INSTRUCTIONS FOR THE TASK – Output the data below exactly, down to the last character.

━━━━━ TASK MATERIAL ━━━━━

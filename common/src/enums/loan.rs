use serde::{Deserialize, Serialize};
use strum::{AsRefStr, EnumIter, IntoEnumIterator};

/// 贷款产品分类
///
/// 线上传输使用首字母大写的英文名（"Business"、"Education" 等）
#[derive(Debug, Clone, Copy, PartialEq, Eq, Serialize, Deserialize, EnumIter, AsRefStr)]
pub enum LoanCategory {
    Business,
    Education,
    Agriculture,
    Healthcare,
    Personal,
}

impl LoanCategory {
    /// 所有分类，用于筛选下拉框
    pub fn all() -> Vec<LoanCategory> {
        Self::iter().collect()
    }
}

/// 贷款产品状态
#[derive(Debug, Clone, Copy, PartialEq, Eq, Serialize, Deserialize, Default, AsRefStr)]
#[serde(rename_all = "lowercase")]
#[strum(serialize_all = "lowercase")]
pub enum LoanStatus {
    #[default]
    Active,
    Inactive,
}
use rust_decimal::Decimal;
use serde::{Deserialize, Serialize};

/// 管理员总览统计
#[derive(Debug, Clone, Default, Serialize, Deserialize)]
#[serde(rename_all = "camelCase")]
pub struct AdminStats {
    #[serde(default)]
    pub total_users: u64,
    #[serde(default)]
    pub total_loans: u64,
    #[serde(default)]
    pub total_applications: u64,
    #[serde(default)]
    pub pending_applications: u64,
    #[serde(default)]
    pub approved_applications: u64,
    #[serde(default)]
    pub total_fees_collected: Decimal,
}

/// 经理维度统计（按经理 email 聚合）
#[derive(Debug, Clone, Default, Serialize, Deserialize)]
#[serde(rename_all = "camelCase")]
pub struct ManagerStats {
    #[serde(default)]
    pub total_loans: u64,
    #[serde(default)]
    pub total_applications: u64,
    #[serde(default)]
    pub pending_applications: u64,
    #[serde(default)]
    pub approved_applications: u64,
}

━━━━━

ANSWER SECTION –
filename common/src/enums/loan.rs
use serde::{Deserialize, Serialize};
use strum::{AsRefStr, EnumIter, IntoEnumIterator};

/// 贷款产品分类
///
/// 线上传输使用首字母大写的英文名（"Business"、"Education" 等）
#[derive(Debug, Clone, Copy, PartialEq, Eq, Serialize, Deserialize, EnumIter, AsRefStr)]
pub enum LoanCategory {
    Business,
    Education,
    Agriculture,
    Healthcare,
    Personal,
}

impl LoanCategory {
    /// 所有分类，用于筛选下拉框
    pub fn all() -> Vec<LoanCategory> {
        Self::iter().collect()
    }
}

/// 贷款产品状态
#[derive(Debug, Clone, Copy, PartialEq, Eq, Serialize, Deserialize, Default, AsRefStr)]
#[serde(rename_all = "lowercase")]
#[strum(serialize_all = "lowercase")]
pub enum LoanStatus {
    #[default]
    Active,
    Inactive,
}
use rust_decimal::Decimal;
use serde::{Deserialize, Serialize};

/// 管理员总览统计
#[derive(Debug, Clone, Default, Serialize, Deserialize)]
#[serde(rename_all = "camelCase")]
pub struct AdminStats {
    #[serde(default)]
    pub total_users: u64,
    #[serde(default)]
    pub total_loans: u64,
    #[serde(default)]
    pub total_applications: u64,
    #[serde(default)]
    pub pending_applications: u64,
    #[serde(default)]
    pub approved_applications: u64,
    #[serde(default)]
    pub total_fees_collected: Decimal,
}

/// 经理维度统计（按经理 email 聚合）
#[derive(Debug, Clone, Default, Serialize, Deserialize)]
#[serde(rename_all = "camelCase")]
pub struct ManagerStats {
    #[serde(default)]
    pub total_loans: u64,
    #[serde(default)]
    pub total_applications: u64,
    #[serde(default)]
    pub pending_applications: u64,
    #[serde(default)]
    pub approved_applications: u64,
}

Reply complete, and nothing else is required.